Los Dolomitas, al igual que Saturno, devora a sus hijos para enmarcar su leyenda. El paisaje, tan bello y fascinante, hipnótico, no deja de ser una inquietante invitación a adentrarse en un mundo fantasmagórico, una maravillosa locura: 5.000 metros de desnivel hollando seis montañas, entre ellas las moles del Pordoi y el Passo Giau. Fue en Giau donde la carrera se envalentonó después de que Rubén Plaza diera rienda suelta a su aventura, alumbrada por una fuga de 37 hombres. Apagado Plaza, se incendió el Astana. Encolumnados alrededor de Nibali, sus peones actuaron como una boa constrictor para robarle el aire a Andrey Amador, de rosa. El costarricense se encomendó a un acto de fe. Subía con los riñones, a coces. Le empujaba el coraje y la esperanza. Lo de Amador era funambulismo sobre la cuerda floja que sacudía el Astana, un ejército celeste con la mirada torva. Amador se desprendió de la cordada en la que se anudaron Sacaporni, Nibali, Valverde, Kruijswijk, Chaves, Urán, Zakarin, Majka... juntos en el Passo Giau, una montaña que recibía a los ciclistas con bengalas para recordarles que aquello era el infierno. Azufre en el aire y pulmones encogidos. Atapuma y Siutsou, herederos de la gran aventura, fueron los primeros en abandonar el averno. Amador, destemplado, perdió comba. El costarricense se jugó el pellejo en el descenso del gigante para reunirse con el grupo de Nibali, Valverde y el resto de candidatos en Valparola.

el ataque de nibali Scarponi, exuberante, continuó sin pestañear con su inagotable catálogo de esfuerzo. Una oda al trabajo. Si en Giau desconchó a Amador, en Valparola sirvió de muelle para Nibali. El siciliano olió la sangre. Tiburón. Bizqueó para ver que Valverde iba de farol, que estaba atornillado a su estela pero que la tuerca aflojaba. Arrancó Nibali y a Valverde, que se abrió, le cayó la noche negra encima. Eclipse. Dejó de ver el sol Valverde. De repente, en el ocaso. Lánguido, sin reprís, sin un gesto. Solo con Scarponi, el mayordomo de Nibali, planchado a su dorsal. El cortocircuito de Valverde fue el botón de arranque de Esteban Chaves y Steven Kruijswijk, que reaccionaron para introducirse en el bolsillo de Nibali. El primer aliento del siciliano atosigó a Valverde; en el segundo, Nibali se quedó sin voz. Steven Kruijswijk despegó al italiano, volteado por Chaves y el holandés, que se sitúan en la terna de candidatos al triunfo final del Giro de Italia. Valparola regó la carretera de miseria.

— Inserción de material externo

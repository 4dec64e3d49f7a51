use crate::foundation::error::{EvaError, EvaResult};

pub use kurbo::{Affine, Point, Rect, Vec2};

#[derive(
    Clone, Copy, Debug, PartialEq, Eq, PartialOrd, Ord, Hash, serde::Serialize, serde::Deserialize,
)]
/// Zero-based animation frame index.
pub struct FrameIndex(pub u64);

#[derive(Clone, Copy, Debug, PartialEq, Eq, serde::Serialize, serde::Deserialize)]
/// Half-open frame range `[start, end)`.
pub struct FrameRange {
    /// First frame included in the range.
    pub start: FrameIndex,
    /// First frame past the range.
    pub end: FrameIndex, // exclusive
}

impl FrameRange {
    /// Build a range, rejecting `start > end`.
    pub fn new(start: FrameIndex, end: FrameIndex) -> EvaResult<Self> {
        if start.0 > end.0 {
            return Err(EvaError::validation("FrameRange start must be <= end"));
        }
        Ok(Self { start, end })
    }

    /// Number of frames covered.
    pub fn len_frames(self) -> u64 {
        self.end.0.saturating_sub(self.start.0)
    }

    /// `true` when the range covers no frame.
    pub fn is_empty(self) -> bool {
        self.start.0 == self.end.0
    }

    /// `start <= f < end`.
    pub fn contains(self, f: FrameIndex) -> bool {
        self.start.0 <= f.0 && f.0 < self.end.0
    }
}

#[derive(Clone, Copy, Debug, PartialEq, Eq, serde::Serialize, serde::Deserialize)]
/// Rational frame rate.
pub struct Fps {
    /// Numerator.
    pub num: u32,
    /// Denominator, must be > 0.
    pub den: u32,
}

impl Fps {
    /// Build a frame rate, rejecting zero parts.
    pub fn new(num: u32, den: u32) -> EvaResult<Self> {
        if den == 0 {
            return Err(EvaError::validation("Fps den must be > 0"));
        }
        if num == 0 {
            return Err(EvaError::validation("Fps num must be > 0"));
        }
        Ok(Self { num, den })
    }

    /// Presentation time of frame `frame` in nanoseconds.
    pub fn frame_to_nanos(self, frame: FrameIndex) -> u64 {
        let n = u128::from(frame.0) * u128::from(self.den) * 1_000_000_000u128;
        (n / u128::from(self.num)).min(u128::from(u64::MAX)) as u64
    }

    /// Frame shown at media time `nanos` (floor).
    pub fn nanos_to_frame(self, nanos: u64) -> FrameIndex {
        let n = u128::from(nanos) * u128::from(self.num);
        let d = u128::from(self.den) * 1_000_000_000u128;
        FrameIndex((n / d).min(u128::from(u64::MAX)) as u64)
    }
}

#[derive(Clone, Copy, Debug, PartialEq, Eq, serde::Serialize, serde::Deserialize)]
/// Pixel dimensions of an output or video stream.
pub struct Canvas {
    /// Width in pixels.
    pub width: u32,
    /// Height in pixels.
    pub height: u32,
}

impl Canvas {
    /// Convenience constructor.
    pub fn new(width: u32, height: u32) -> Self {
        Self { width, height }
    }

    /// `true` when both sides are non-zero.
    pub fn is_valid(self) -> bool {
        self.width > 0 && self.height > 0
    }

    /// Full canvas as a float rectangle.
    pub fn to_rect(self) -> Rect {
        Rect::new(0.0, 0.0, f64::from(self.width), f64::from(self.height))
    }
}

#[derive(Clone, Copy, Debug, Default, PartialEq, Eq, Hash, serde::Serialize, serde::Deserialize)]
/// Integer rectangle `(x, y, w, h)` in pixel space.
pub struct PixelRect {
    /// Left edge.
    pub x: u32,
    /// Top edge.
    pub y: u32,
    /// Width.
    pub w: u32,
    /// Height.
    pub h: u32,
}

impl PixelRect {
    /// Convenience constructor.
    pub const fn new(x: u32, y: u32, w: u32, h: u32) -> Self {
        Self { x, y, w, h }
    }

    /// Exclusive right edge.
    pub fn right(self) -> u64 {
        u64::from(self.x) + u64::from(self.w)
    }

    /// Exclusive bottom edge.
    pub fn bottom(self) -> u64 {
        u64::from(self.y) + u64::from(self.h)
    }

    /// `true` when either side is zero.
    pub fn is_empty(self) -> bool {
        self.w == 0 || self.h == 0
    }

    /// `true` when both rectangles have the same width and height.
    pub fn same_size(self, other: Self) -> bool {
        self.w == other.w && self.h == other.h
    }

    /// `true` when the rectangle lies fully inside `[0, bounds.width) x [0, bounds.height)`.
    pub fn fits_within(self, bounds: Canvas) -> bool {
        !self.is_empty()
            && self.right() <= u64::from(bounds.width)
            && self.bottom() <= u64::from(bounds.height)
    }

    /// `true` when the two rectangles share at least one pixel.
    pub fn overlaps(self, other: Self) -> bool {
        if self.is_empty() || other.is_empty() {
            return false;
        }
        u64::from(self.x) < other.right()
            && u64::from(other.x) < self.right()
            && u64::from(self.y) < other.bottom()
            && u64::from(other.y) < self.bottom()
    }

    /// Float rectangle covering the same pixels.
    pub fn to_rect(self) -> Rect {
        Rect::new(
            f64::from(self.x),
            f64::from(self.y),
            self.right() as f64,
            self.bottom() as f64,
        )
    }
}

/// Premultiplied RGBA8 (r,g,b already multiplied by a).
#[derive(Clone, Copy, Debug, PartialEq, Eq, serde::Serialize, serde::Deserialize)]
pub struct Rgba8Premul {
    /// Red.
    pub r: u8,
    /// Green.
    pub g: u8,
    /// Blue.
    pub b: u8,
    /// Alpha.
    pub a: u8,
}

impl Rgba8Premul {
    /// Fully transparent black.
    pub fn transparent() -> Self {
        Self {
            r: 0,
            g: 0,
            b: 0,
            a: 0,
        }
    }

    /// Premultiply a straight-alpha color.
    pub fn from_straight_rgba(r: u8, g: u8, b: u8, a: u8) -> Self {
        fn premul(c: u8, a: u8) -> u8 {
            let c = u16::from(c);
            let a = u16::from(a);
            (((c * a) + 127) / 255) as u8
        }

        Self {
            r: premul(r, a),
            g: premul(g, a),
            b: premul(b, a),
            a,
        }
    }

    /// Channels as an array, in RGBA order.
    pub fn to_array(self) -> [u8; 4] {
        [self.r, self.g, self.b, self.a]
    }
}

#[derive(Clone, Copy, Debug, PartialEq, serde::Serialize, serde::Deserialize)]
/// 2D placement applied to an effect's destination rectangle.
pub struct Transform2D {
    /// Translation in canvas pixels.
    pub translate: Vec2,
    /// Rotation in radians around `anchor`.
    pub rotation_rad: f64,
    /// Scale around `anchor`.
    pub scale: Vec2, // default (1,1)
    /// Pivot relative to the destination rectangle's top-left corner.
    pub anchor: Vec2,
}

impl Default for Transform2D {
    fn default() -> Self {
        Self {
            translate: Vec2::ZERO,
            rotation_rad: 0.0,
            scale: Vec2::new(1.0, 1.0),
            anchor: Vec2::ZERO,
        }
    }
}

impl Transform2D {
    /// `true` for the default transform.
    pub fn is_identity(&self) -> bool {
        *self == Self::default()
    }

    /// Affine matrix in canvas space for a destination rectangle whose top-left is `origin`.
    pub fn to_affine_at(self, origin: Point) -> Affine {
        let pivot = origin.to_vec2() + self.anchor;
        let t_translate = Affine::translate(self.translate);
        let t_anchor = Affine::translate(pivot);
        let t_unanchor = Affine::translate(-pivot);
        let t_rotate = Affine::rotate(self.rotation_rad);
        let t_scale = Affine::scale_non_uniform(self.scale.x, self.scale.y);

        // T(translate) * T(pivot) * R(rot) * S(scale) * T(-pivot)
        t_translate * t_anchor * t_rotate * t_scale * t_unanchor
    }
}

#[cfg(test)]
#[path = "../../tests/unit/foundation/core.rs"]
mod tests;
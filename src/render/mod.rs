pub(crate) mod compositor;
pub(crate) mod geometry;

La acumulación de esfuerzos, el reino del ácido láctico, aguijoneó a Valverde, Zakarin, Majka y Amador, que necesitaron prismáticos para intuir a Chaves y Kruijswijk. Nibali, obstinado, piel de campeón de Italia, les veía alejarse, pero no izó la bandera blanca. La suya es negra: dos tibias y una calavera: pirata.

A un palmo de Corvara, la carretera aún abrupta, un muro a la espera, Kruijswijk y Chaves eran dos corsarios que se reunieron con Atapuma y Preidler, otro desperdigado, para competir por el triunfo, que se llevó Chaves en una final agónico. “Todo el mundo estaba al límite. He visto a todo el mundo muy justo y he seguido a Kruijswijk tras su ataque. Esa fue la clave. Después, vimos en dificultades y quedarse a Nibali y trabajamos juntos hasta el final. Es una gran felicidad”. El holandés y el colombiano hablaron el mismo idioma. Saben latín. Rosa rosae. Colegas de podio. Nibali, entre medias, se personó en Corvara con el kit de primeros auxilios para coser la pequeña herida. Le bastó con un par de grapas y unas gotas de mercromina. Resistió. 37 segundos penalizaron al siciliano, que salvó el gaznate y es segundo en la general, por delante de Chaves y por detrás Kruijswijk. Feliz a medias. “¿Contento? Mitad y mitad. Estoy feliz de alejar a Valverde, pero Chaves y Kruijswijk hicieron una hermoso ataque. Con el cambio de ritmo me hicieron pasar por malos momentos y fue imposible poderlos seguir”. No así Valverde, descompuesta su figura, famélica, sin nadie dentro desde Valparola hasta Corvara. Desnudo bajo los Dolomitas.